Some more research revealed this big idea and thought of how duplicate files actually are to a big company. The article was listing all of the reasons duplicate data was bad, but one of the big ideas was that the company was paying to store the same data twice [1]. This article illuminated the potential money this could be costing a company for wasted storage. The bigger the company the more employees that can potentially waste chunks of storage for duplicate files or data. We know duplication is happening and we are aware that duplicates are costing companies money and storage space to keep, so how do we get rid of all the duplicates?

We found an article that describes a simple, yet powerful way to take care of the duplicate data problem that they like to call data deduplication. It is introduced as a solution to data duplication caused by human error. According to Tye,

“To counteract the problems outlined, the solution is a process called, unsurprisingly, data deduplication. This is a blend of human insight, data processing and algorithms to help identify potential duplicates based on likelihood scores and common sense to identify where records look like a close match. This process involves analysing your database to identify potential duplicate records, and unravelling these to identify definite duplicates” [2].
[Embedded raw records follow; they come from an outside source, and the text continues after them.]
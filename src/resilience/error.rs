//! Error taxonomy for resilient calls.

use std::time::Duration;
use thiserror::Error;

/// Boxed error type carried by [`ResilienceError::Transport`].
pub type BoxError = Box<dyn std::error::Error + Send + Sync>;

/// Errors produced or propagated by the resilience layer.
#[derive(Debug, Error)]
pub enum ResilienceError {
    /// An attempt did not finish within the per-attempt timeout.
    #[error("attempt timed out after {0:?}")]
    Timeout(Duration),

    /// The dependency answered with a non-2xx status.
    #[error("request failed with status {status}")]
    Status { status: u16 },

    /// Any other failure of the operation (network, decoding, ...).
    #[error("transport error: {0}")]
    Transport(#[source] BoxError),

    /// The circuit for `service` is open; the operation was not invoked.
    #[error("circuit open for service '{service}'")]
    CircuitOpen { service: String },

    /// The request body is a stream and cannot be sent more than once.
    #[error("request body cannot be replayed for retries")]
    BodyNotReplayable,
}

impl ResilienceError {
    /// Wrap an arbitrary error as a transport failure.
    pub fn transport<E>(err: E) -> Self
    where
        E: Into<BoxError>,
    {
        ResilienceError::Transport(err.into())
    }

    /// Status code carried by the error, if any.
    pub fn status_code(&self) -> Option<u16> {
        match self {
            ResilienceError::Status { status } => Some(*status),
            _ => None,
        }
    }

    /// True for the synthetic error raised by an open breaker.
    pub fn is_circuit_open(&self) -> bool {
        matches!(self, ResilienceError::CircuitOpen { .. })
    }

    /// Short label used for log fields and metric labels.
    pub fn kind(&self) -> &'static str {
        match self {
            ResilienceError::Timeout(_) => "timeout",
            ResilienceError::Status { .. } => "status",
            ResilienceError::Transport(_) => "transport",
            ResilienceError::CircuitOpen { .. } => "circuit_open",
            ResilienceError::BodyNotReplayable => "body_not_replayable",
        }
    }

    /// Map a reqwest failure; `deadline` is the timeout the request was sent with.
    pub fn from_reqwest(err: reqwest::Error, deadline: Duration) -> Self {
        if err.is_timeout() {
            ResilienceError::Timeout(deadline)
        } else {
            ResilienceError::Transport(Box::new(err))
        }
    }
}
//! HTTP integration.
//!
//! # Responsibilities
//! - Send a `reqwest` request under a [`RetryPolicy`]
//! - Turn retryable non-2xx responses into [`ResilienceError::Status`]
//! - Hand every other response back untouched, error statuses included
//!
//! # Design Decisions
//! - Each attempt sends a clone of the request; streaming bodies are rejected up front
//! - The per-attempt timeout drops the in-flight request, aborting it
//! - Requests without their own timeout are sent with the per-attempt deadline

use reqwest::{Client, Request, Response};

use crate::resilience::error::ResilienceError;
use crate::resilience::retries::{run_with_retry, RetryPolicy};

/// Fail fast when `request` would need to be re-sent but cannot be cloned.
pub(crate) fn ensure_replayable(request: &Request, policy: &RetryPolicy) -> Result<(), ResilienceError> {
    if policy.max_retries > 0 && request.try_clone().is_none() {
        return Err(ResilienceError::BodyNotReplayable);
    }
    Ok(())
}

/// Send `request`, retrying per `policy`.
///
/// Only statuses in `policy.retryable_status_codes` become errors. A 404,
/// for instance, is returned as a normal response for the caller to inspect.
pub async fn fetch_with_retry(
    client: &Client,
    request: Request,
    policy: &RetryPolicy,
) -> Result<Response, ResilienceError> {
    ensure_replayable(&request, policy)?;

    let method = request.method().clone();
    let url = request.url().clone();
    tracing::debug!(method = %method, url = %url, "Fetching with retry");

    let mut pending = Some(request);
    run_with_retry(
        || {
            let next = match pending.as_ref().and_then(Request::try_clone) {
                Some(copy) => Some(copy),
                None => pending.take(),
            };
            async move {
                let request = next.ok_or(ResilienceError::BodyNotReplayable)?;
                send_once(client, request, policy).await
            }
        },
        policy,
    )
    .await
}

async fn send_once(
    client: &Client,
    mut request: Request,
    policy: &RetryPolicy,
) -> Result<Response, ResilienceError> {
    // An explicit request timeout also overrides any client-wide one.
    let deadline = *request.timeout_mut().get_or_insert(policy.per_attempt_timeout);
    let response = client
        .execute(request)
        .await
        .map_err(|e| ResilienceError::from_reqwest(e, deadline))?;
    let status = response.status();

    if !status.is_success() && policy.retries_status(status.as_u16()) {
        tracing::debug!(url = %response.url(), status = %status, "Retryable status received");
        return Err(ResilienceError::Status {
            status: status.as_u16(),
        });
    }

    Ok(response)
}
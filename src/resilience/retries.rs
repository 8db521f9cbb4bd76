//! Retry logic.
//!
//! # Responsibilities
//! - Classify failures as retryable or not
//! - Execute retries with exponential backoff
//! - Bound every attempt with the per-attempt timeout
//!
//! # Design Decisions
//! - Errors without a status code (transport, timeout) are always retryable,
//!   including errors raised by the operation's own logic
//! - Status errors are retryable only when listed in `retryable_status_codes`
//! - The last error is returned unchanged once attempts are exhausted
//! - No state survives between two `run` calls

use std::collections::BTreeSet;
use std::future::Future;
use std::time::Duration;

use crate::observability::metrics;
use crate::resilience::backoff::Backoff;
use crate::resilience::error::ResilienceError;
use crate::resilience::timeouts::with_timeout;

/// Status codes retried by default.
pub const DEFAULT_RETRYABLE_STATUS_CODES: [u16; 6] = [408, 429, 500, 502, 503, 504];

/// Retry behaviour for one call.
#[derive(Debug, Clone, PartialEq)]
pub struct RetryPolicy {
    /// Retries after the initial attempt. Zero means a single attempt.
    pub max_retries: u32,
    /// Delay before the first retry.
    pub initial_delay: Duration,
    /// Factor applied to the delay after each retry (>= 1).
    pub backoff_multiplier: f64,
    /// Status codes that qualify a failed response for retry.
    pub retryable_status_codes: BTreeSet<u16>,
    /// Deadline for every single attempt.
    pub per_attempt_timeout: Duration,
}

impl Default for RetryPolicy {
    fn default() -> Self {
        Self {
            max_retries: 3,
            initial_delay: Duration::from_millis(1000),
            backoff_multiplier: 2.0,
            retryable_status_codes: DEFAULT_RETRYABLE_STATUS_CODES.into_iter().collect(),
            per_attempt_timeout: Duration::from_millis(30_000),
        }
    }
}

impl RetryPolicy {
    /// True if `status` is in the retryable set.
    pub fn retries_status(&self, status: u16) -> bool {
        self.retryable_status_codes.contains(&status)
    }
}

/// Decide whether `err` may be retried under `policy`.
///
/// Attempt accounting is left to the caller.
pub fn is_retryable(err: &ResilienceError, policy: &RetryPolicy) -> bool {
    match err {
        ResilienceError::Status { status } => policy.retries_status(*status),
        ResilienceError::Timeout(_) | ResilienceError::Transport(_) => true,
        ResilienceError::CircuitOpen { .. } | ResilienceError::BodyNotReplayable => false,
    }
}

/// Runs operations under a [`RetryPolicy`].
#[derive(Debug, Clone, Default)]
pub struct RetryExecutor {
    policy: RetryPolicy,
}

impl RetryExecutor {
    pub fn new(policy: RetryPolicy) -> Self {
        Self { policy }
    }

    /// Execute `operation` until it succeeds, fails non-retryably, or
    /// `max_retries` retries have been spent.
    pub async fn run<T, F, Fut>(&self, mut operation: F) -> Result<T, ResilienceError>
    where
        F: FnMut() -> Fut,
        Fut: Future<Output = Result<T, ResilienceError>>,
    {
        let policy = &self.policy;
        let mut backoff = Backoff::new(policy.initial_delay, policy.backoff_multiplier);
        let mut attempt: u32 = 0;

        loop {
            match with_timeout(policy.per_attempt_timeout, operation()).await {
                Ok(value) => {
                    metrics::record_attempt("success");
                    return Ok(value);
                }
                Err(err) => {
                    metrics::record_attempt(err.kind());

                    if attempt >= policy.max_retries || !is_retryable(&err, policy) {
                        tracing::debug!(
                            attempt = attempt + 1,
                            error = %err,
                            "Giving up on operation"
                        );
                        return Err(err);
                    }

                    let delay = backoff.next_delay();
                    tracing::info!(
                        attempt = attempt + 1,
                        delay = ?delay,
                        error = %err,
                        "Retrying operation"
                    );
                    metrics::record_retry(err.kind());
                    tokio::time::sleep(delay).await;
                    attempt += 1;
                }
            }
        }
    }
}

/// Run `operation` under `policy`.
pub async fn run_with_retry<T, F, Fut>(operation: F, policy: &RetryPolicy) -> Result<T, ResilienceError>
where
    F: FnMut() -> Fut,
    Fut: Future<Output = Result<T, ResilienceError>>,
{
    RetryExecutor::new(policy.clone()).run(operation).await
}

#[cfg(test)]
mod tests {
    use super::*;
    use std::sync::atomic::{AtomicU32, Ordering};
    use std::sync::{Arc, Mutex};
    use std::time::Instant;

    fn fast_policy(max_retries: u32) -> RetryPolicy {
        RetryPolicy {
            max_retries,
            initial_delay: Duration::from_millis(5),
            backoff_multiplier: 2.0,
            per_attempt_timeout: Duration::from_millis(500),
            ..RetryPolicy::default()
        }
    }

    #[test]
    fn test_default_policy() {
        let policy = RetryPolicy::default();
        assert_eq!(policy.max_retries, 3);
        assert_eq!(policy.initial_delay, Duration::from_secs(1));
        assert_eq!(policy.per_attempt_timeout, Duration::from_secs(30));
        for code in [408, 429, 500, 502, 503, 504] {
            assert!(policy.retries_status(code));
        }
        assert!(!policy.retries_status(404));
    }

    #[test]
    fn test_classification() {
        let policy = RetryPolicy::default();
        assert!(is_retryable(&ResilienceError::Status { status: 503 }, &policy));
        assert!(!is_retryable(&ResilienceError::Status { status: 400 }, &policy));
        assert!(is_retryable(&ResilienceError::Timeout(Duration::from_secs(1)), &policy));
        assert!(is_retryable(&ResilienceError::transport("connection reset"), &policy));
        assert!(!is_retryable(&ResilienceError::CircuitOpen { service: "s".into() }, &policy));
        assert!(!is_retryable(&ResilienceError::BodyNotReplayable, &policy));
    }

    #[tokio::test]
    async fn test_success_first_attempt() {
        let calls = AtomicU32::new(0);
        let result = run_with_retry(
            || {
                calls.fetch_add(1, Ordering::SeqCst);
                async { Ok::<_, ResilienceError>(42) }
            },
            &fast_policy(3),
        )
        .await;

        assert_eq!(result.unwrap(), 42);
        assert_eq!(calls.load(Ordering::SeqCst), 1);
    }

    #[tokio::test]
    async fn test_permanent_retryable_failure_uses_every_attempt() {
        for n in [0u32, 1, 3] {
            let calls = AtomicU32::new(0);
            let result: Result<(), _> = run_with_retry(
                || {
                    calls.fetch_add(1, Ordering::SeqCst);
                    async { Err(ResilienceError::Status { status: 503 }) }
                },
                &fast_policy(n),
            )
            .await;

            assert_eq!(result.unwrap_err().status_code(), Some(503));
            assert_eq!(calls.load(Ordering::SeqCst), n + 1, "max_retries = {}", n);
        }
    }

    #[tokio::test]
    async fn test_non_retryable_status_fails_after_one_call() {
        let calls = AtomicU32::new(0);
        let result: Result<(), _> = run_with_retry(
            || {
                calls.fetch_add(1, Ordering::SeqCst);
                async { Err(ResilienceError::Status { status: 404 }) }
            },
            &fast_policy(5),
        )
        .await;

        assert_eq!(result.unwrap_err().status_code(), Some(404));
        assert_eq!(calls.load(Ordering::SeqCst), 1);
    }

    #[tokio::test]
    async fn test_recovers_after_transient_failures() {
        let calls = AtomicU32::new(0);
        let result = run_with_retry(
            || {
                let n = calls.fetch_add(1, Ordering::SeqCst);
                async move {
                    if n < 2 {
                        Err(ResilienceError::transport("connection refused"))
                    } else {
                        Ok("ok")
                    }
                }
            },
            &fast_policy(3),
        )
        .await;

        assert_eq!(result.unwrap(), "ok");
        assert_eq!(calls.load(Ordering::SeqCst), 3);
    }

    #[tokio::test]
    async fn test_backoff_delays_compound() {
        let stamps = Arc::new(Mutex::new(Vec::new()));
        let policy = RetryPolicy {
            max_retries: 3,
            initial_delay: Duration::from_millis(40),
            backoff_multiplier: 2.0,
            ..RetryPolicy::default()
        };

        let result: Result<(), _> = run_with_retry(
            || {
                stamps.lock().unwrap().push(Instant::now());
                async { Err(ResilienceError::transport("down")) }
            },
            &policy,
        )
        .await;
        assert!(result.is_err());

        let stamps = stamps.lock().unwrap();
        assert_eq!(stamps.len(), 4);
        let expected = [40u64, 80, 160];
        for (k, window) in stamps.windows(2).enumerate() {
            let gap = window[1].duration_since(window[0]);
            assert!(
                gap >= Duration::from_millis(expected[k]),
                "retry {} waited {:?}, expected at least {}ms",
                k,
                gap,
                expected[k]
            );
            assert!(gap < Duration::from_millis(expected[k] + 500));
        }
    }

    #[tokio::test]
    async fn test_timeout_counts_as_retryable_failure() {
        let calls = AtomicU32::new(0);
        let policy = RetryPolicy {
            max_retries: 2,
            initial_delay: Duration::from_millis(1),
            per_attempt_timeout: Duration::from_millis(20),
            ..RetryPolicy::default()
        };

        let result: Result<(), _> = run_with_retry(
            || {
                calls.fetch_add(1, Ordering::SeqCst);
                async {
                    tokio::time::sleep(Duration::from_secs(5)).await;
                    Ok(())
                }
            },
            &policy,
        )
        .await;

        assert!(matches!(result, Err(ResilienceError::Timeout(_))));
        assert_eq!(calls.load(Ordering::SeqCst), 3);
    }

    #[tokio::test]
    async fn test_zero_retries_still_enforces_timeout_without_waiting() {
        let policy = RetryPolicy {
            max_retries: 0,
            initial_delay: Duration::from_secs(10),
            per_attempt_timeout: Duration::from_millis(20),
            ..RetryPolicy::default()
        };

        let start = Instant::now();
        let result: Result<(), _> = run_with_retry(
            || async {
                tokio::time::sleep(Duration::from_secs(5)).await;
                Ok(())
            },
            &policy,
        )
        .await;

        assert!(matches!(result, Err(ResilienceError::Timeout(_))));
        assert!(start.elapsed() < Duration::from_secs(2));
    }
}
This suggests the exact method we are using and goes even further providing more insight with regards to the necessity of sorting duplicate files for easier cleanup. Similarly, Tye states, “Deduplication rules also need to be implemented, based on your own unique data issues, in order to create a bespoke deduplication strategy. The rules should take into account your decisions about how ‘strict’ you want to be with your deduplication, in terms of maintaining the balance between losing valuable customer data and having a clean database” [2]. The idea to create a temporary archive in the “tmp” directory, allowing the system administrator to parse through the duplicates at a time convenient to them, stemmed largely from Tye’s article.